A execução a tiros dos irmãos Daniel Natividade, de 24 anos, e Gustavo Natividade, de 15, vítimas de traficantes do Comando Vermelho (CV), surpreendeu a todos. A motivação do ataque, entretanto, não. Os dois, que eram músicos do bloco afro Malê Debalê e não tinham qualquer envolvimento com o crime, foram mortos horas depois de posarem para uma foto durante um passeio em Emissário de Arembepe, área turística de Camaçari, na Região Metropolitana de Salvador (RMS). Nas mãos, as vítimas e outras duas pessoas faziam o ‘sinal do 3’, o que, para seus assassinos, saudava a facção rival Bonde do Maluco (BDM). A polícia diz que identificou os suspeitos, mas não detalhou as investigações.
Sinais de '2' ou '3' que, antes, serviam como composição em uma pose descontraída na Bahia e, sobretudo, em Salvador, ganharam uma roupagem perigosa. Enquanto alguém usa os dois dedos para, por exemplo, fazer o símbolo da ‘paz e amor’ em um gesto, a interpretação está aberta para um apoio ao CV. Para quem é roqueiro, por outro lado, o sinal que levanta três dedos, principalmente de forma lateral, pode ser visto como uma saudação para integrantes do BDM. Em um cenário de guerra entre as duas facções no estado, fazer qualquer um dos dois pode levar alguém à morte lá.
Caíque Alves, 25 anos, é morador de Tancredo Neves, um dos bairros da capital que é afetado pela presença das duas facções. Por lá, existe guerra em diferentes pontos, como no Canal 13, que separa as duas facções, e nas imediações da Rua Direta de Tancredo Neves, na altura da localidade do Arvoredo, onde até uma chacina foi registrada em um ataque de facção. Ao falar dos cuidados que precisa tomar para não ser associado a qualquer uma das organizações, o jovem cita uma frase já conhecida.
“Quem não é, não se mete. Então, eu nunca faço foto com sinal nas mãos. Meus braços ficam baixos ou para trás”, fala Caíque, ao detalhar o cuidado. Segundo ele, a restrição não se limita a gestos com os dedos. “Na hora de cortar cabelo e alinhar a sobrancelha, nem penso em fazer listra. Tem gente que usa uma, que até então não é de nenhuma facção, mas eu não faço nenhuma. Outra coisa são as tatuagens. Número nem pensar, principalmente ser 2 ou 3. Quem tiver, que apague”, orienta, falando que qualquer um desses símbolos, no contexto atual, pode causar a morte de alguém.

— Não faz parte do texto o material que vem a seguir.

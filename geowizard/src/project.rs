//! Collection of features sharing a display frame.

use std::collections::BTreeMap;
use std::sync::Arc;

use geowizard_types::{BoundingBox, ConversionError, Coordinate, CoordinateFrame};
use serde::{Deserialize, Serialize};

use crate::config::Settings;
use crate::error::{MeasureError, ProjectError};
use crate::geometry::Geometry;
use crate::measure::{Measurement, MeasurementEngine, MeasurementPolicy};

/// Geometry identified within a project.
#[derive(Debug, Clone, PartialEq, Serialize, Deserialize)]
pub struct Feature {
    id: u32,
    geometry: Arc<Geometry>,
}

impl Feature {
    /// Identifier of the feature. Always positive.
    pub fn id(&self) -> u32 {
        self.id
    }

    /// Current snapshot of the geometry.
    pub fn geometry(&self) -> &Arc<Geometry> {
        &self.geometry
    }
}

/// Set of features displayed in a single active frame.
#[derive(Debug, Clone)]
pub struct Project {
    display_frame: CoordinateFrame,
    features: BTreeMap<u32, Feature>,
    engine: MeasurementEngine,
}

impl Default for Project {
    fn default() -> Self {
        Self::with_settings(&Settings::default())
    }
}

impl Project {
    /// Creates an empty project.
    pub fn new(display_frame: CoordinateFrame) -> Self {
        Self {
            display_frame,
            features: BTreeMap::new(),
            engine: MeasurementEngine::default(),
        }
    }

    /// Creates an empty project with the display frame of the settings.
    pub fn with_settings(settings: &Settings) -> Self {
        Self::new(settings.display_frame)
    }

    /// Active display frame.
    pub fn display_frame(&self) -> CoordinateFrame {
        self.display_frame
    }

    /// Changes the active display frame. Stored geometries are not touched.
    pub fn set_display_frame(&mut self, frame: CoordinateFrame) {
        log::info!("Display frame changed to {frame}");
        self.display_frame = frame;
    }

    /// Adds a feature. Ids must be positive and unique.
    pub fn add_feature(
        &mut self,
        id: u32,
        geometry: impl Into<Arc<Geometry>>,
    ) -> Result<(), ProjectError> {
        if id == 0 {
            return Err(ProjectError::InvalidId);
        }
        if self.features.contains_key(&id) {
            return Err(ProjectError::DuplicateId(id));
        }

        let geometry = geometry.into();
        log::info!("Added {} feature {id}", geometry.kind());
        self.features.insert(id, Feature { id, geometry });
        Ok(())
    }

    /// Replaces the geometry of an existing feature, e.g. with a snapshot of an edit session.
    pub fn update_feature(
        &mut self,
        id: u32,
        geometry: impl Into<Arc<Geometry>>,
    ) -> Result<(), ProjectError> {
        let feature = self
            .features
            .get_mut(&id)
            .ok_or(ProjectError::NotFound(id))?;
        feature.geometry = geometry.into();
        Ok(())
    }

    /// Smallest unused id.
    pub fn next_id(&self) -> u32 {
        self.features.keys().next_back().map_or(1, |id| id + 1)
    }

    /// Removes a feature and returns it.
    pub fn remove_feature(&mut self, id: u32) -> Result<Feature, ProjectError> {
        let feature = self
            .features
            .remove(&id)
            .ok_or(ProjectError::NotFound(id))?;
        log::info!("Removed feature {id}");
        Ok(feature)
    }

    /// Feature with the id.
    pub fn feature(&self, id: u32) -> Option<&Feature> {
        self.features.get(&id)
    }

    /// Features ordered by id.
    pub fn features(&self) -> impl Iterator<Item = &Feature> + '_ {
        self.features.values()
    }

    /// Number of features.
    pub fn len(&self) -> usize {
        self.features.len()
    }

    /// Whether the project has no features.
    pub fn is_empty(&self) -> bool {
        self.features.is_empty()
    }

    /// Vertices of a feature in the active display frame, honoring per-vertex overrides.
    pub fn display_vertices(
        &self,
        id: u32,
    ) -> Result<Vec<Result<Coordinate, ConversionError>>, ProjectError> {
        let feature = self.feature(id).ok_or(ProjectError::NotFound(id))?;
        Ok(feature.geometry.display_vertices(self.display_frame))
    }

    /// Measures every feature. A failure of one feature does not affect the others.
    pub fn measure_all(
        &self,
        policy: MeasurementPolicy,
    ) -> Vec<(u32, Result<Measurement, MeasureError>)> {
        self.features
            .values()
            .map(|feature| {
                let result = self.engine.measure(&feature.geometry, policy);
                if let Err(err) = &result {
                    log::warn!("Failed to measure feature {}: {err}", feature.id);
                }
                (feature.id, result)
            })
            .collect()
    }

    /// Extent of all features, `None` for an empty project.
    pub fn bounds(&self) -> Option<BoundingBox> {
        self.features
            .values()
            .map(|feature| feature.geometry.bounds())
            .reduce(|aggr, bbox| aggr.merge(bbox))
    }
}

Para dimensionar o peso desses símbolos nas organizações criminosas, a reportagem ouviu policiais penais, que convivem diariamente com detentos ligados às facções e que se utilizam desses gestos como um marco identificador. Um policial, que prefere não se identificar, explica a dinâmica que evidencia o peso dos símbolos já na chegada dos presos nas penitenciárias que, atualmente, alocam membros de facções rivais em pavilhões diferentes. Todos são submetidos a uma espécie de ‘acareação’.

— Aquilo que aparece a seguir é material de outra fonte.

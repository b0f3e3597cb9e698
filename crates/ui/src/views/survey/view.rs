use dioxus::prelude::*;
use services::SurveyController;
use survey_core::model::SurveyView as Screen;

use crate::context::AppContext;
use crate::views::{ViewError, ViewState, view_state_from_resource};
use crate::vm::{SurveyIntent, load_survey, map_survey_form, map_survey_results};

use super::components::{SurveyForm, SurveyResults};

#[cfg(test)]
use std::cell::RefCell;
#[cfg(test)]
use std::rc::Rc;

#[component]
pub fn SurveyView() -> Element {
    let ctx = use_context::<AppContext>();
    let controller = use_signal(|| None::<SurveyController>);

    let resource = use_resource(move || {
        let store = ctx.survey_store();
        let celebration = ctx.celebration();
        let mut controller = controller;

        async move {
            let loaded = load_survey(store, celebration).await?;
            controller.set(Some(loaded));
            Ok::<_, ViewError>(())
        }
    });

    let dispatch_intent = use_callback(move |intent: SurveyIntent| {
        let mut controller = controller;

        match intent {
            SurveyIntent::Select { question, option } => {
                if let Some(survey) = controller.write().as_mut() {
                    if let Err(err) = survey.select_option(question, option) {
                        tracing::warn!(error = %err, question, option, "answer not recorded");
                    }
                }
            }
            SurveyIntent::Submit => {
                spawn(async move {
                    let taken = {
                        let mut guard = controller.write();
                        guard.take()
                    };
                    let Some(mut survey) = taken else {
                        return;
                    };

                    let result = survey.submit().await;

                    // Always put the controller back so the page keeps rendering.
                    controller.set(Some(survey));

                    if let Err(err) = result {
                        tracing::debug!(error = %err, "submission not accepted");
                    }
                });
            }
        }
    });

    #[cfg(test)]
    {
        let mut registered = use_signal(|| false);
        if !registered() {
            registered.set(true);
            if let Some(handles) = try_consume_context::<SurveyTestHandles>() {
                handles.register(dispatch_intent, controller);
            }
        }
    }

    let state = view_state_from_resource(&resource);
    let snapshot = controller.read().as_ref().map(SurveyController::snapshot);
    let ready_body = match snapshot {
        Some(snapshot) if snapshot.view == Screen::Results => rsx! {
            SurveyResults { vm: map_survey_results(&snapshot) }
        },
        Some(snapshot) => rsx! {
            SurveyForm { vm: map_survey_form(&snapshot), on_intent: dispatch_intent }
        },
        // Briefly empty while a submission holds the controller.
        None => rsx! {
            p { class: "survey-status", "Enviando..." }
        },
    };

    rsx! {
        div { class: "page survey-page", id: "survey-root",
            match state {
                ViewState::Idle | ViewState::Loading => rsx! {
                    p { class: "survey-status", "Cargando..." }
                },
                ViewState::Error(err) => rsx! {
                    div { class: "survey-card survey-card--error",
                        p { "{err.message()}" }
                        button {
                            class: "btn btn-secondary",
                            r#type: "button",
                            onclick: move |_| {
                                let mut resource = resource;
                                resource.restart();
                            },
                            "Reintentar"
                        }
                    }
                },
                ViewState::Ready(()) => ready_body,
            }
        }
    }
}

#[cfg(test)]
#[derive(Clone, Default)]
pub(crate) struct SurveyTestHandles {
    dispatch: Rc<RefCell<Option<Callback<SurveyIntent>>>>,
    controller: Rc<RefCell<Option<Signal<Option<SurveyController>>>>>,
}

#[cfg(test)]
impl SurveyTestHandles {
    pub(crate) fn register(
        &self,
        dispatch: Callback<SurveyIntent>,
        controller: Signal<Option<SurveyController>>,
    ) {
        *self.dispatch.borrow_mut() = Some(dispatch);
        *self.controller.borrow_mut() = Some(controller);
    }

    pub(crate) fn dispatch(&self) -> Callback<SurveyIntent> {
        (*self.dispatch.borrow()).expect("survey dispatch registered")
    }

    pub(crate) fn controller(&self) -> Signal<Option<SurveyController>> {
        (*self.controller.borrow()).expect("survey controller registered")
    }
}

“A gente percebe [o uso dos sinais] assim que recebemos os presos. Quando eles adentram o pavilhão, os outros detentos começam com algumas perguntas, alguns linguajares e gestos para eles se identificarem, para verificar se eles realmente são de determinada facção. E vou mais além: não é só gestos, não. A depender, até próprias figuras em camisas, tipo Mickey e outras coisas mais significam que são de certa facção”, explica o policial, que ainda alerta para o uso de tatuagens que, de um tempo para cá, foram apropriadas pelas facções criminosas.